Fourth, the majority of studies included were performed in the absence of AI-specific quality assessment criteria. Ten studies were considered to have low risk in more than three evaluation domains, while nine studies were considered high risk under the AI-specific risk of bias tool. Previous studies most commonly used the quality assessment of diagnostic accuracy studies (QUADAS-2) tool to assess bias and applicability encouraged by current PRISMA 2020 guidance, which does not address the particular terminology that arises from AI diagnostic test studies. Furthermore, it did not take into account other challenges that arise in AI research, such as algorithm validation and data pre-processing. QUADAS-AI provided us with specific instructions to evaluate these aspects, which is a strength of our systematic review and will help guide future relevant studies. However, it still faces several challenges including incomplete uptake, lack of a formal quality assessment tool, unclear methodological interpretation (e.g., validation types and comparison to human performance), unstandardized nomenclature (e.g., inconsistent definitions of terms like validation), heterogeneity of outcome measures, scoring difficulties (e.g., uninterpretable/intermediate test results), and applicability issues. Since most of the relevant studies were more often designed or conducted prior to this guideline, we accepted the low quality of some of the studies and the heterogeneity between the included studies.

This meta-analysis has some limitations that merit consideration. Firstly, a relatively small number of studies were available for inclusion, which could have skewed diagnostic performance estimates. Additionally, the restricted number of studies addressing diagnostic accuracy in each subgroup, such as specific lymphoma subtypes and medical imaging modalities, prevented a comprehensive assessment of potential sources of heterogeneity. Consequently, the generalizability of our conclusions to diverse lymphoma subtypes and varied medical imaging modalities, particularly without the integration of AI models at this current stage, could be limited.
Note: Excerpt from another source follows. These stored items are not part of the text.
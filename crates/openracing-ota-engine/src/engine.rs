//! Chunked retrieval engine.
//!
//! Drives one [`Session`] through
//! `Idle → RequestingChunk → AwaitingChunk → (accepted | rejected) → … → Verifying → Completed | Failed`.
//! The engine holds no session state of its own: every call borrows the
//! session mutably for the duration of one chunk transaction and returns.
//!
//! # Ordering
//!
//! Only `next_expected_chunk` can ever be accepted, and a request for chunk
//! `i + 1` is only published after chunk `i` was accepted. Responses for any
//! other index, for an older session, or arriving while no request is
//! outstanding are discarded without touching the retry budget.

use std::time::{Duration, Instant};

use tracing::{debug, info, warn};

use crate::config::OtaConfig;
use crate::error::{FailureCause, OtaError};
use crate::message::{ChunkRequest, ChunkResponse, Topics};
use crate::session::{Session, SessionId, SessionState};
use crate::sink::FirmwareSink;
use crate::transport::Transport;

/// Chunk progress: `current` chunks of `total` accepted.
#[derive(Debug, Clone, Copy, PartialEq, Eq)]
pub struct ChunkProgress {
    /// Chunks accepted so far
    pub current: u32,
    /// Chunks in the image
    pub total: u32,
}

/// Why a chunk response was ignored.
#[derive(Debug, Clone, PartialEq, Eq)]
pub enum DiscardReason {
    /// No session is active.
    NoActiveSession,
    /// The response belongs to another session.
    StaleSession {
        /// Id of the active session
        active: SessionId,
        /// Id the response carried
        received: SessionId,
    },
    /// The response is not for the next expected chunk.
    UnexpectedIndex {
        /// Index that can be accepted
        expected: u32,
        /// Index the response carried
        received: u32,
    },
    /// No request is outstanding.
    NoRequestOutstanding,
}

/// What handling one chunk response did to the session.
#[derive(Debug, Clone, PartialEq, Eq)]
pub enum ChunkDisposition {
    /// Payload written; the session moved to the next chunk or to verification.
    Accepted(ChunkProgress),
    /// Payload refused; the same chunk will be requested again.
    Rejected {
        /// Why the payload was refused
        error: OtaError,
        /// Retry budget left for this chunk
        retries_remaining: u32,
    },
    /// Payload refused and the retry budget is spent; the session failed.
    Exhausted(FailureCause),
    /// Response ignored; session unchanged.
    Discarded(DiscardReason),
}

/// What one engine poll did.
#[derive(Debug, Clone, PartialEq, Eq)]
pub enum PollOutcome {
    /// Waiting for a response within the timeout.
    Waiting,
    /// A chunk request was published.
    Requested {
        /// Requested chunk index
        chunk_index: u32,
        /// Attempt number for this chunk, starting at 1
        attempt: u32,
    },
    /// Publishing the request failed; it is retried next poll at no cost.
    RequestDeferred(OtaError),
    /// The outstanding request timed out and will be re-issued.
    TimedOut {
        /// Index that timed out
        chunk_index: u32,
        /// Retry budget left for this chunk
        retries_remaining: u32,
    },
    /// The image was verified and committed.
    Completed,
    /// The session failed.
    Failed(FailureCause),
    /// The session had already ended.
    Terminal,
}

enum Rejection {
    Retry { error: OtaError, retries_remaining: u32 },
    Exhausted(FailureCause),
}

/// Stateless driver of chunk retrieval.
#[derive(Debug, Clone)]
pub struct ChunkEngine {
    max_retries: u32,
    chunk_timeout: Duration,
    topics: Topics,
}

impl ChunkEngine {
    /// Create an engine.
    pub fn new(max_retries: u32, chunk_timeout: Duration, topics: Topics) -> Self {
        Self {
            max_retries: max_retries.max(1),
            chunk_timeout,
            topics,
        }
    }

    /// Engine configured from an [`OtaConfig`].
    pub fn from_config(config: &OtaConfig) -> Self {
        Self::new(
            config.max_retries_per_chunk,
            config.chunk_timeout,
            config.topics.clone(),
        )
    }

    /// Attempts allowed per chunk
    pub fn max_retries(&self) -> u32 {
        self.max_retries
    }

    /// Per-chunk response timeout
    pub fn chunk_timeout(&self) -> Duration {
        self.chunk_timeout
    }

    /// Advance the session by one step.
    ///
    /// Never blocks: publishing a request, checking a timeout, or verifying
    /// the finished image are the only things a poll can do.
    pub fn poll<T, S>(
        &self,
        session: &mut Session,
        transport: &mut T,
        sink: &mut S,
        now: Instant,
    ) -> PollOutcome
    where
        T: Transport + ?Sized,
        S: FirmwareSink + ?Sized,
    {
        match session.state {
            SessionState::Idle => {
                session.state = SessionState::RequestingChunk;
                self.request(session, transport, now)
            }
            SessionState::RequestingChunk => self.request(session, transport, now),
            SessionState::AwaitingChunk { requested_at } => {
                if now.saturating_duration_since(requested_at) < self.chunk_timeout {
                    return PollOutcome::Waiting;
                }
                let chunk_index = session.next_expected_chunk;
                let error = OtaError::ChunkTimeout {
                    chunk_index,
                    timeout: self.chunk_timeout,
                };
                match self.reject(session, sink, error) {
                    Rejection::Retry {
                        retries_remaining, ..
                    } => PollOutcome::TimedOut {
                        chunk_index,
                        retries_remaining,
                    },
                    Rejection::Exhausted(cause) => PollOutcome::Failed(cause),
                }
            }
            SessionState::Verifying => match self.verify(session, sink) {
                Ok(()) => PollOutcome::Completed,
                Err(cause) => PollOutcome::Failed(cause),
            },
            SessionState::Completed | SessionState::Failed(_) => PollOutcome::Terminal,
        }
    }

    /// Handle one chunk response for `session`.
    pub fn on_chunk<S>(
        &self,
        session: &mut Session,
        sink: &mut S,
        response: ChunkResponse,
    ) -> ChunkDisposition
    where
        S: FirmwareSink + ?Sized,
    {
        if response.session != session.id {
            debug!(
                session = %session.id,
                received = %response.session,
                chunk = response.chunk_index,
                "Discarding chunk for another session"
            );
            return ChunkDisposition::Discarded(DiscardReason::StaleSession {
                active: session.id,
                received: response.session,
            });
        }

        if !matches!(session.state, SessionState::AwaitingChunk { .. }) {
            debug!(
                session = %session.id,
                chunk = response.chunk_index,
                state = session.state.label(),
                "Discarding chunk with no request outstanding"
            );
            return ChunkDisposition::Discarded(DiscardReason::NoRequestOutstanding);
        }

        let index = session.next_expected_chunk;
        if response.chunk_index != index {
            debug!(
                session = %session.id,
                expected = index,
                received = response.chunk_index,
                "Discarding out-of-order chunk"
            );
            return ChunkDisposition::Discarded(DiscardReason::UnexpectedIndex {
                expected: index,
                received: response.chunk_index,
            });
        }

        let Some(expected_len) = session.manifest.expected_chunk_len(index) else {
            return ChunkDisposition::Discarded(DiscardReason::UnexpectedIndex {
                expected: index,
                received: response.chunk_index,
            });
        };

        let received_len = u64::try_from(response.payload.len()).unwrap_or(u64::MAX);
        if received_len != expected_len {
            let error = OtaError::ChunkMismatch {
                chunk_index: index,
                expected_len,
                received_len,
            };
            return self.rejected(session, sink, error);
        }

        if let Err(e) = sink.write(session.bytes_written, &response.payload) {
            let error = match e {
                OtaError::SinkWriteFailed(_) => e,
                other => OtaError::sink_write_failed(other.to_string()),
            };
            return self.rejected(session, sink, error);
        }

        self.accept(session, &response.payload, received_len)
    }

    fn accept(&self, session: &mut Session, payload: &[u8], len: u64) -> ChunkDisposition {
        let index = session.next_expected_chunk;
        session.bytes_written = session.bytes_written.saturating_add(len);
        session.digest.update(payload);
        session.next_expected_chunk = index.saturating_add(1);
        session.retries_remaining = self.max_retries;
        session.attempts_for_current_chunk = 0;

        let total = session.manifest.chunk_count();
        let current = session.next_expected_chunk;
        session.state = if current >= total {
            SessionState::Verifying
        } else {
            SessionState::Idle
        };

        debug!(
            session = %session.id,
            chunk = index,
            bytes_written = session.bytes_written,
            total_size = session.manifest.total_size(),
            "Accepted chunk"
        );

        ChunkDisposition::Accepted(ChunkProgress { current, total })
    }

    fn rejected<S>(&self, session: &mut Session, sink: &mut S, error: OtaError) -> ChunkDisposition
    where
        S: FirmwareSink + ?Sized,
    {
        match self.reject(session, sink, error) {
            Rejection::Retry {
                error,
                retries_remaining,
            } => ChunkDisposition::Rejected {
                error,
                retries_remaining,
            },
            Rejection::Exhausted(cause) => ChunkDisposition::Exhausted(cause),
        }
    }

    fn reject<S>(&self, session: &mut Session, sink: &mut S, error: OtaError) -> Rejection
    where
        S: FirmwareSink + ?Sized,
    {
        session.retries_remaining = session.retries_remaining.saturating_sub(1);
        let chunk_index = session.next_expected_chunk;

        if session.retries_remaining == 0 {
            warn!(
                session = %session.id,
                chunk = chunk_index,
                attempts = session.attempts_for_current_chunk,
                error = %error,
                "Chunk retry budget exhausted"
            );
            let cause = FailureCause::RetriesExhausted { chunk_index };
            self.fail(session, sink, cause.clone());
            return Rejection::Exhausted(cause);
        }

        warn!(
            session = %session.id,
            chunk = chunk_index,
            retries_remaining = session.retries_remaining,
            error = %error,
            "Chunk rejected, requesting again"
        );
        session.state = SessionState::RequestingChunk;
        Rejection::Retry {
            error,
            retries_remaining: session.retries_remaining,
        }
    }

    fn request<T>(&self, session: &mut Session, transport: &mut T, now: Instant) -> PollOutcome
    where
        T: Transport + ?Sized,
    {
        let chunk_index = session.next_expected_chunk;
        let request = ChunkRequest {
            chunk_index,
            chunk_size: session.manifest.chunk_size(),
        };
        let topic = self.topics.chunk_request(session.id, chunk_index);

        let published = request
            .encode()
            .and_then(|payload| transport.publish(&topic, &payload));
        if let Err(e) = published {
            debug!(session = %session.id, chunk = chunk_index, error = %e, "Chunk request deferred");
            return PollOutcome::RequestDeferred(e);
        }

        session.attempts_for_current_chunk = session.attempts_for_current_chunk.saturating_add(1);
        session.state = SessionState::AwaitingChunk { requested_at: now };
        debug!(
            session = %session.id,
            chunk = chunk_index,
            attempt = session.attempts_for_current_chunk,
            "Requested chunk"
        );

        PollOutcome::Requested {
            chunk_index,
            attempt: session.attempts_for_current_chunk,
        }
    }

    /// Check the assembled image and commit it to the sink.
    ///
    /// Moves a `Verifying` session to `Completed` or `Failed`; other states are
    /// left untouched.
    ///
    /// # Errors
    ///
    /// Returns the session's [`FailureCause`] when the size, the checksum or
    /// the sink's `finalize` fails, or when the session is not verifiable.
    pub fn verify<S>(&self, session: &mut Session, sink: &mut S) -> Result<(), FailureCause>
    where
        S: FirmwareSink + ?Sized,
    {
        match &session.state {
            SessionState::Verifying => {}
            SessionState::Completed => return Ok(()),
            SessionState::Failed(cause) => return Err(cause.clone()),
            _ => {
                return Err(FailureCause::VerificationFailed {
                    reason: format!("verification requested in state {}", session.state.label()),
                });
            }
        }

        match Self::check_image(session).and_then(|()| sink.finalize().map_err(|e| e.to_string()))
        {
            Ok(()) => {
                session.state = SessionState::Completed;
                info!(
                    session = %session.id,
                    target = %session.manifest.target(),
                    bytes = session.bytes_written,
                    "Firmware image verified"
                );
                Ok(())
            }
            Err(reason) => {
                warn!(session = %session.id, reason = %reason, "Firmware image verification failed");
                let cause = FailureCause::VerificationFailed { reason };
                self.fail(session, sink, cause.clone());
                Err(cause)
            }
        }
    }

    fn check_image(session: &Session) -> Result<(), String> {
        let total_size = session.manifest.total_size();
        if session.bytes_written != total_size {
            return Err(format!(
                "received {} of {} bytes",
                session.bytes_written, total_size
            ));
        }

        let Some(expected) = session.manifest.checksum() else {
            return Ok(());
        };
        match session.digest.finalize_hex() {
            Some(actual) if actual == expected.expected_hex => Ok(()),
            Some(actual) => Err(format!(
                "{} mismatch: expected {}, computed {}",
                expected.algorithm, expected.expected_hex, actual
            )),
            None => Err(format!("{} digest unavailable", expected.algorithm)),
        }
    }

    /// Move the session to `Failed` and discard the partial image.
    pub(crate) fn fail<S>(&self, session: &mut Session, sink: &mut S, cause: FailureCause)
    where
        S: FirmwareSink + ?Sized,
    {
        if session.state.is_terminal() {
            return;
        }
        session.state = SessionState::Failed(cause);
        sink.abort();
    }
}
//! Owned-task driver for [`OtaAgent`].
//!
//! The agent, its transport and its listener move into one tokio task. Ticks
//! come from an interval and inbound messages arrive over a channel, so every
//! session mutation happens on that task.

use std::fmt;
use std::time::{Duration, Instant};

use tokio::sync::mpsc;
use tokio::task::JoinHandle;
use tokio::time::MissedTickBehavior;
use tracing::{debug, info, warn};

use crate::agent::OtaAgent;
use crate::controller::UpdateListener;
use crate::error::{OtaError, OtaResult};
use crate::sink::FirmwareSink;
use crate::transport::Transport;

const EVENT_QUEUE_DEPTH: usize = 64;

/// Input to the agent task.
#[derive(Debug, Clone, PartialEq, Eq)]
pub enum OtaEvent {
    /// An inbound transport message
    Message {
        /// Topic the message arrived on
        topic: String,
        /// Raw payload
        payload: Vec<u8>,
    },
    /// The transport reported a disconnect; poll immediately.
    Disconnected,
    /// Stop the task.
    Shutdown,
}

/// Everything the task owned, handed back on shutdown.
#[derive(Debug)]
pub struct AgentParts<S, T, L> {
    /// The agent
    pub agent: OtaAgent<S>,
    /// The transport
    pub transport: T,
    /// The listener
    pub listener: L,
}

/// Handle to a running agent task.
pub struct OtaTaskHandle<S, T, L> {
    events: mpsc::Sender<OtaEvent>,
    task: JoinHandle<AgentParts<S, T, L>>,
}

impl<S, T, L> fmt::Debug for OtaTaskHandle<S, T, L> {
    fn fmt(&self, f: &mut fmt::Formatter<'_>) -> fmt::Result {
        f.debug_struct("OtaTaskHandle")
            .field("finished", &self.task.is_finished())
            .finish_non_exhaustive()
    }
}

/// Move `agent` into its own task, polling it every `tick_interval`.
///
/// # Errors
///
/// Returns [`OtaError::InvalidConfiguration`] for a zero interval and
/// [`OtaError::TaskStopped`] when called outside a tokio runtime.
pub fn spawn_agent<S, T, L>(
    agent: OtaAgent<S>,
    transport: T,
    listener: L,
    tick_interval: Duration,
) -> OtaResult<OtaTaskHandle<S, T, L>>
where
    S: FirmwareSink + Send + 'static,
    T: Transport + Send + 'static,
    L: UpdateListener + Send + 'static,
{
    if tick_interval.is_zero() {
        return Err(OtaError::invalid_configuration(
            "tick_interval must be greater than 0",
        ));
    }
    let runtime = tokio::runtime::Handle::try_current()
        .map_err(|e| OtaError::TaskStopped(format!("no tokio runtime: {e}")))?;

    let (events, inbox) = mpsc::channel(EVENT_QUEUE_DEPTH);
    let task = runtime.spawn(run_agent(agent, transport, listener, inbox, tick_interval));
    Ok(OtaTaskHandle { events, task })
}

impl<S, T, L> OtaTaskHandle<S, T, L> {
    /// Deliver an inbound message to the agent.
    ///
    /// # Errors
    ///
    /// Returns [`OtaError::TaskStopped`] if the task has exited.
    pub async fn deliver(
        &self,
        topic: impl Into<String>,
        payload: impl Into<Vec<u8>>,
    ) -> OtaResult<()> {
        self.send(OtaEvent::Message {
            topic: topic.into(),
            payload: payload.into(),
        })
        .await
    }

    /// Tell the agent the transport dropped.
    ///
    /// # Errors
    ///
    /// Returns [`OtaError::TaskStopped`] if the task has exited.
    pub async fn disconnected(&self) -> OtaResult<()> {
        self.send(OtaEvent::Disconnected).await
    }

    /// Whether the task has exited.
    pub fn is_finished(&self) -> bool {
        self.task.is_finished()
    }

    /// Stop the task and take back the agent, transport and listener.
    ///
    /// # Errors
    ///
    /// Returns [`OtaError::TaskStopped`] if the task panicked or was
    /// cancelled.
    pub async fn shutdown(self) -> OtaResult<AgentParts<S, T, L>> {
        if self.events.send(OtaEvent::Shutdown).await.is_err() {
            debug!("OTA agent task already stopped");
        }
        drop(self.events);
        self.task
            .await
            .map_err(|e| OtaError::TaskStopped(e.to_string()))
    }

    async fn send(&self, event: OtaEvent) -> OtaResult<()> {
        self.events
            .send(event)
            .await
            .map_err(|e| OtaError::TaskStopped(format!("event not delivered: {e}")))
    }
}

fn now() -> Instant {
    tokio::time::Instant::now().into_std()
}

async fn run_agent<S, T, L>(
    mut agent: OtaAgent<S>,
    mut transport: T,
    mut listener: L,
    mut inbox: mpsc::Receiver<OtaEvent>,
    tick_interval: Duration,
) -> AgentParts<S, T, L>
where
    S: FirmwareSink,
    T: Transport,
    L: UpdateListener,
{
    let mut ticker = tokio::time::interval(tick_interval);
    ticker.set_missed_tick_behavior(MissedTickBehavior::Delay);
    info!(
        tick_ms = u64::try_from(tick_interval.as_millis()).unwrap_or(u64::MAX),
        "OTA agent task started"
    );

    loop {
        tokio::select! {
            _ = ticker.tick() => {
                agent.poll(&mut transport, &mut listener, now());
            }
            event = inbox.recv() => {
                match event {
                    Some(OtaEvent::Message { topic, payload }) => {
                        let result =
                            agent.handle_message(&mut transport, &mut listener, &topic, &payload, now());
                        if let Err(e) = result {
                            warn!(topic = %topic, error = %e, "Inbound OTA message refused");
                        }
                    }
                    Some(OtaEvent::Disconnected) => {
                        agent.poll(&mut transport, &mut listener, now());
                    }
                    Some(OtaEvent::Shutdown) | None => break,
                }
            }
        }
    }

    info!("OTA agent task stopped");
    AgentParts {
        agent,
        transport,
        listener,
    }
}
Secondly, we did not conduct a quality assessment for transparency since current diagnostic accuracy reporting standards (STARD-2015) is not fully applicable to the specifics and nuances of AI research. Thirdly, several included studies have methodological deficiencies or are poorly reported, which may need to be interpreted with caution. Furthermore, the wide range of imaging technology, patient populations, pathologies, study designs and AI models used may have affected the estimation of diagnostic accuracy of AI algorithms. Finally, this study only evaluated studies reporting the diagnostic performance of AI using medical image, which is difficult to extend to the impact of AI on patient treatment and outcomes.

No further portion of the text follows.